Enhanced vascular alpha-adrenergic neuroeffector system in diabetes: importance of calcium

Abstract

Mesenteric arteries from streptozotocin (STZ)-diabetic rats developed greater contractile force in response to norepinephrine and related alpha-agonists than arteries from age-matched controls. Subsequent experiments attempted to define the mechanisms underlying these findings. Transmural nerve stimulation of mesenteric arteries from both groups of animals revealed a similar optimal frequency and voltage of stimulation; however, arteries from STZ-diabetic rats developed greater contractile force than controls. Second, determination of selective alpha-adrenergic antagonist affinities (pA2 values) revealed qualitatively similar postjunctional alpha 1-adrenoceptors in both groups of arteries. Third, disruption of the endothelium did not abolish the enhanced responsiveness of arteries from STZ-diabetic rats.
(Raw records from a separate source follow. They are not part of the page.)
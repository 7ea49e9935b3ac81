//! Keeps the PlaneWave solver server available to the unit
//!
//! At startup an instance already listening on the solver port is adopted
//! as is. Otherwise one is launched and waited for. Only a launched instance
//! is killed when the daemon stops.

use chrono::NaiveDate;
use mast_core::api::{SolveRequest, SolverOrigin, SolverStatusResponse};
use mast_core::{MastError, Result, SolverConfig};
use mast_hardware::{
    is_listening, wait_until_listening, PlatesolveParams, Ps3CliClient, SolverLaunch,
};
use serde_json::Value;
use std::path::{Path, PathBuf};
use std::process::Child;
use std::time::Duration;
use tokio::sync::Mutex;
use tracing::{error, info, warn};

/// How long a port check may take
const CONNECT_TIMEOUT: Duration = Duration::from_secs(1);
/// Delay between port checks while a launched solver starts up
const POLL_INTERVAL: Duration = Duration::from_millis(500);
/// Timeout of one protocol exchange
const REQUEST_TIMEOUT: Duration = Duration::from_secs(10);

/// Where a solver launched on `date` writes its output
pub(crate) fn solver_log_paths(top_folder: &Path, date: NaiveDate) -> (PathBuf, PathBuf) {
    let dir = top_folder.join(date.format("%Y-%m-%d").to_string());
    (dir.join("solver-stdout.txt"), dir.join("solver-stderr.txt"))
}

struct SupervisorState {
    origin: SolverOrigin,
    child: Option<Child>,
}

pub(crate) struct SolverSupervisor {
    config: SolverConfig,
    top_folder: PathBuf,
    state: Mutex<SupervisorState>,
}

impl SolverSupervisor {
    pub fn new(config: SolverConfig, top_folder: PathBuf) -> Self {
        Self {
            config,
            top_folder,
            state: Mutex::new(SupervisorState {
                origin: SolverOrigin::Absent,
                child: None,
            }),
        }
    }

    pub fn endpoint(&self) -> String {
        self.config.endpoint()
    }

    /// Adopt a running solver or launch one.
    ///
    /// A launched solver that does not open its port within
    /// `startup_timeout` is still tracked, so that it is killed on shutdown.
    pub async fn start(&self) -> Result<SolverOrigin> {
        let endpoint = self.endpoint();
        let mut state = self.state.lock().await;

        if is_listening(&endpoint, CONNECT_TIMEOUT).await {
            info!("Solver already running on {}, adopting it", endpoint);
            state.origin = SolverOrigin::Adopted;
            return Ok(state.origin);
        }

        if !self.config.autostart {
            warn!("No solver on {} and autostart is off", endpoint);
            return Ok(SolverOrigin::Absent);
        }

        let (stdout_log, stderr_log) =
            solver_log_paths(&self.top_folder, chrono::Local::now().date_naive());
        let launch = SolverLaunch::from_config(&self.config, stdout_log, stderr_log);
        let child = launch.spawn()?;
        state.origin = SolverOrigin::Spawned;
        state.child = Some(child);
        drop(state);

        wait_until_listening(
            &endpoint,
            Duration::from_secs(self.config.startup_timeout),
            POLL_INTERVAL,
        )
        .await?;
        info!("Solver is listening on {}", endpoint);
        Ok(SolverOrigin::Spawned)
    }

    /// Supervisor state plus the solver's own `platesolve_status`.
    pub async fn status(&self) -> SolverStatusResponse {
        let endpoint = self.endpoint();
        let (origin, pid) = {
            let mut state = self.state.lock().await;
            reap_exited(&mut state);
            (state.origin, state.child.as_ref().map(Child::id))
        };

        let reachable = is_listening(&endpoint, CONNECT_TIMEOUT).await;
        let (platesolve, error) = if reachable {
            match self.client().await {
                Ok(mut client) => match client.platesolve_status().await {
                    Ok(status) => (Some(status), None),
                    Err(e) => (None, Some(e.to_string())),
                },
                Err(e) => (None, Some(e.to_string())),
            }
        } else {
            (None, Some(format!("nothing listens on {}", endpoint)))
        };

        SolverStatusResponse {
            endpoint,
            origin,
            pid,
            reachable,
            platesolve,
            error,
        }
    }

    /// Start solving an image file; the outcome shows up in [`Self::status`].
    pub async fn solve(&self, request: &SolveRequest) -> Result<Value> {
        if request.image_file_path.trim().is_empty() {
            return Err(MastError::InvalidInput(
                "image_file_path must not be empty".to_string(),
            ));
        }
        if request.arcsec_per_pixel.is_nan() || request.arcsec_per_pixel <= 0.0 {
            return Err(MastError::InvalidInput(format!(
                "arcsec_per_pixel must be positive, got {}",
                request.arcsec_per_pixel
            )));
        }

        let mut params =
            PlatesolveParams::file(request.image_file_path.clone(), request.arcsec_per_pixel);
        params.ra_guess_j2000_rads = request.ra_guess_j2000_rads;
        params.dec_guess_j2000_rads = request.dec_guess_j2000_rads;
        params.enable_all_sky_match = request.enable_all_sky_match;

        info!(
            "Plate solving {} at {}\"/px",
            request.image_file_path, request.arcsec_per_pixel
        );
        self.client().await?.begin_platesolve(&params).await
    }

    pub async fn cancel(&self) -> Result<Value> {
        info!("Cancelling plate solve");
        self.client().await?.platesolve_cancel().await
    }

    async fn client(&self) -> Result<Ps3CliClient> {
        Ps3CliClient::connect(&self.endpoint(), REQUEST_TIMEOUT).await
    }

    /// Kill the solver if this daemon launched it.
    pub async fn shutdown(&self) {
        let mut state = self.state.lock().await;
        let Some(mut child) = state.child.take() else {
            if state.origin == SolverOrigin::Adopted {
                info!("Leaving adopted solver running");
            }
            return;
        };

        info!("Stopping solver (pid={})", child.id());
        if let Err(e) = child.kill() {
            warn!("Failed to kill solver: {}", e);
        }
        if let Err(e) = child.wait() {
            warn!("Failed to reap solver: {}", e);
        }
        state.origin = SolverOrigin::Absent;
    }
}

/// Forget a launched solver that has exited on its own.
fn reap_exited(state: &mut SupervisorState) {
    let exited = match state.child.as_mut().map(Child::try_wait) {
        Some(Ok(Some(status))) => {
            error!("Solver exited unexpectedly: {}", status);
            true
        }
        Some(Err(e)) => {
            warn!("Cannot query solver process: {}", e);
            false
        }
        _ => false,
    };
    if exited {
        state.child = None;
        state.origin = SolverOrigin::Absent;
    }
}

#[cfg(test)]
mod tests {
    use super::*;
    use tempfile::TempDir;
    use tokio::io::{AsyncReadExt, AsyncWriteExt};
    use tokio::net::TcpListener;

    /// Solver stand-in answering every request with `reply`.
    async fn fake_solver(reply: &'static str) -> u16 {
        let listener = TcpListener::bind("127.0.0.1:0").await.unwrap();
        let port = listener.local_addr().unwrap().port();
        tokio::spawn(async move {
            loop {
                let Ok((mut socket, _)) = listener.accept().await else {
                    return;
                };
                tokio::spawn(async move {
                    let mut buf = Vec::new();
                    let mut chunk = [0u8; 512];
                    loop {
                        match socket.read(&mut chunk).await {
                            Ok(0) | Err(_) => return,
                            Ok(n) => buf.extend_from_slice(&chunk[..n]),
                        }
                        if buf.windows(4).any(|w| w == b"\r\n\r\n") {
                            buf.clear();
                            if socket.write_all(reply.as_bytes()).await.is_err() {
                                return;
                            }
                        }
                    }
                });
            }
        });
        port
    }

    async fn free_port() -> u16 {
        let listener = TcpListener::bind("127.0.0.1:0").await.unwrap();
        listener.local_addr().unwrap().port()
    }

    fn config(port: u16, install_dir: &Path, executable: &str) -> SolverConfig {
        SolverConfig {
            install_dir: install_dir.to_path_buf(),
            executable: executable.to_string(),
            host: "127.0.0.1".to_string(),
            port,
            startup_timeout: 0,
            autostart: true,
        }
    }

    #[test]
    fn test_log_paths_are_dated() {
        let date = NaiveDate::from_ymd_opt(2024, 8, 29).unwrap();
        let (out, err) = solver_log_paths(Path::new("/var/mast"), date);
        assert_eq!(out, PathBuf::from("/var/mast/2024-08-29/solver-stdout.txt"));
        assert_eq!(err, PathBuf::from("/var/mast/2024-08-29/solver-stderr.txt"));
    }

    #[tokio::test]
    async fn test_adopts_running_solver() {
        let dir = TempDir::new().unwrap();
        let port = fake_solver("{\"result\": {\"state\": \"idle\"}}\r\n\r\n").await;
        let supervisor =
            SolverSupervisor::new(config(port, dir.path(), "absent.exe"), dir.path().into());

        assert_eq!(supervisor.start().await.unwrap(), SolverOrigin::Adopted);

        let status = supervisor.status().await;
        assert!(status.reachable);
        assert_eq!(status.origin, SolverOrigin::Adopted);
        assert_eq!(status.pid, None);
        assert_eq!(status.platesolve, Some(serde_json::json!({"state": "idle"})));

        // adopted instances survive shutdown
        supervisor.shutdown().await;
        assert_eq!(supervisor.status().await.origin, SolverOrigin::Adopted);
    }

    #[tokio::test]
    async fn test_autostart_off_leaves_solver_absent() {
        let dir = TempDir::new().unwrap();
        let mut cfg = config(free_port().await, dir.path(), "absent.exe");
        cfg.autostart = false;
        let supervisor = SolverSupervisor::new(cfg, dir.path().into());

        assert_eq!(supervisor.start().await.unwrap(), SolverOrigin::Absent);
        let status = supervisor.status().await;
        assert!(!status.reachable);
        assert!(status.error.is_some());
    }

    #[tokio::test]
    async fn test_missing_executable_fails_start() {
        let dir = TempDir::new().unwrap();
        let supervisor = SolverSupervisor::new(
            config(free_port().await, dir.path(), "absent.exe"),
            dir.path().into(),
        );

        assert!(matches!(
            supervisor.start().await,
            Err(MastError::Solver(_))
        ));
        assert_eq!(supervisor.status().await.origin, SolverOrigin::Absent);
    }

    #[cfg(unix)]
    #[tokio::test]
    async fn test_spawned_solver_is_killed_on_shutdown() {
        use std::os::unix::fs::PermissionsExt;

        let dir = TempDir::new().unwrap();
        let script = dir.path().join("silent-solver.sh");
        std::fs::write(&script, "#!/bin/sh\nexec sleep 30\n").unwrap();
        std::fs::set_permissions(&script, std::fs::Permissions::from_mode(0o755)).unwrap();

        let supervisor = SolverSupervisor::new(
            config(free_port().await, dir.path(), "silent-solver.sh"),
            dir.path().into(),
        );

        // the script never listens, so waiting for the port times out
        assert!(matches!(
            supervisor.start().await,
            Err(MastError::Timeout(_))
        ));
        let status = supervisor.status().await;
        assert_eq!(status.origin, SolverOrigin::Spawned);
        assert!(status.pid.is_some());

        supervisor.shutdown().await;
        let status = supervisor.status().await;
        assert_eq!(status.origin, SolverOrigin::Absent);
        assert_eq!(status.pid, None);
    }

    #[tokio::test]
    async fn test_solve_forwards_request() {
        let dir = TempDir::new().unwrap();
        let port = fake_solver("{\"result\": null}\r\n\r\n").await;
        let supervisor =
            SolverSupervisor::new(config(port, dir.path(), "absent.exe"), dir.path().into());

        let request = SolveRequest {
            image_file_path: "C:/MAST/images/focus.fits".to_string(),
            arcsec_per_pixel: 0.27,
            ra_guess_j2000_rads: None,
            dec_guess_j2000_rads: None,
            enable_all_sky_match: Some(true),
        };
        assert_eq!(supervisor.solve(&request).await.unwrap(), Value::Null);
        assert_eq!(supervisor.cancel().await.unwrap(), Value::Null);
    }

    #[tokio::test]
    async fn test_solve_rejects_bad_input() {
        let dir = TempDir::new().unwrap();
        let supervisor = SolverSupervisor::new(
            config(free_port().await, dir.path(), "absent.exe"),
            dir.path().into(),
        );

        let request = SolveRequest {
            image_file_path: "img.fits".to_string(),
            arcsec_per_pixel: 0.0,
            ra_guess_j2000_rads: None,
            dec_guess_j2000_rads: None,
            enable_all_sky_match: None,
        };
        assert!(matches!(
            supervisor.solve(&request).await,
            Err(MastError::InvalidInput(_))
        ));
    }

    #[tokio::test]
    async fn test_unreachable_solver() {
        let dir = TempDir::new().unwrap();
        let supervisor = SolverSupervisor::new(
            config(free_port().await, dir.path(), "absent.exe"),
            dir.path().into(),
        );
        assert!(matches!(
            supervisor.cancel().await,
            Err(MastError::Solver(_))
        ));
    }
}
In contrast, the increased vascular responsiveness in STZ-diabetes was associated with a greater dependency on extracellular calcium, with no change in the response to alpha-agonist-induced release of calcium from cellular stores. Thus the enhanced responsiveness of mesenteric arteries from STZ-diabetic rats to alpha-adrenergic agonists cannot be attributed to neuronal deterioration, altered postjunctional alpha-adrenoceptor subtypes, endothelium degeneration, or enhanced release of intracellular calcium but is associated with a greater dependency on extracellular calcium.